In recent years, deep learning represented by convolutional neural networks (CNNs) has become increasingly attractive in solving the SR problem. They use series of convolution operations to automatically extract hierarchical features and optimize parameters via numerous samples, which has achieved impressive performance in restoring and enhancing the degraded sharpness, contrast, and texture of the HR MRI image. Current efforts mainly focus on increasing network depth or width through various techniques to improve the ability of fitting SR mapping functions. However, increasing the network size does not bring about significant MRI image SR performance improvements, because it is continuously extracting redundant features with heavy computing load. In the diagnosis of certain diseases (glioma), it is difficult to extract all the necessary information from a single MRI modality to ensure clinical accuracy and examination intensity. Therefore, the complementary characteristics of multi-modality MRI image information are usually used to improve the diagnostic accuracy of certain diseases.

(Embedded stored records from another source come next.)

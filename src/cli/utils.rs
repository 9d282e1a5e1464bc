use serde_json::{json, Value};

use crate::cli::OutputFormat;

/// Output a success message in the appropriate format
pub fn output_success(
    output_format: OutputFormat,
    message: &str,
    data: Option<Value>,
) -> anyhow::Result<()> {
    match output_format {
        OutputFormat::Json => {
            let mut response = json!({
                "success": true,
                "message": message
            });

            if let Some(data_value) = data {
                response["data"] = data_value;
            }

            println!("{}", serde_json::to_string_pretty(&response)?);
        }
        OutputFormat::Text => {
            println!("✓ {}", message);
        }
    }
    Ok(())
}

/// Output an error message in the appropriate format
pub fn output_error(
    output_format: OutputFormat,
    message: &str,
    code: Option<&str>,
) -> anyhow::Result<()> {
    match output_format {
        OutputFormat::Json => {
            let mut response = json!({
                "success": false,
                "error": message
            });

            if let Some(code) = code {
                response["code"] = json!(code);
            }

            println!("{}", serde_json::to_string_pretty(&response)?);
        }
        OutputFormat::Text => {
            eprintln!("Error: {}", message);
        }
    }
    Ok(())
}

/// Pull the payload out of the `{success, data}` envelope; error bodies
/// pass through unchanged.
pub fn envelope_data(body: &Value) -> Value {
    body.get("data").cloned().unwrap_or_else(|| body.clone())
}

/// Client-facing message from an error body.
pub fn error_message(body: &Value) -> String {
    body.get("message")
        .or_else(|| body.get("error"))
        .and_then(|v| v.as_str())
        .unwrap_or("request failed")
        .to_string()
}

In this paper, we propose cross-modality reference and feature mutual-projection (CRFM) to enhance the spatial resolution of MRI image. Our model receives two types of inputs: LR images of a certain MRI modality are used to generate SR images, and HR volumes of another modality provide reference features for accurate SR. Specifically, the CRFM network uses cascaded residual channel attention (RCA) blocks to extract features from LR inputs. In this process, we propose a feature mutual-projection (FMP) method according to the cross-scale similarity of the image to capture the internal correlations of repeated plaques in features at different scales. Moreover, we extract the gradients of HR images of referenced imaging modality and feed them into the FMP module, complementing the true external HR details for the SR task. At the tail of CRFM network, we upscale all feature maps and then fuse these maps with the mutual projected features and reference gradients to predict the missed HR details. In addition, cross-scale residual learning is adopted to facilitate parameter optimization. Extensive experiments show that our CRFM surpasses some existing 3D brain MRI image SR techniques.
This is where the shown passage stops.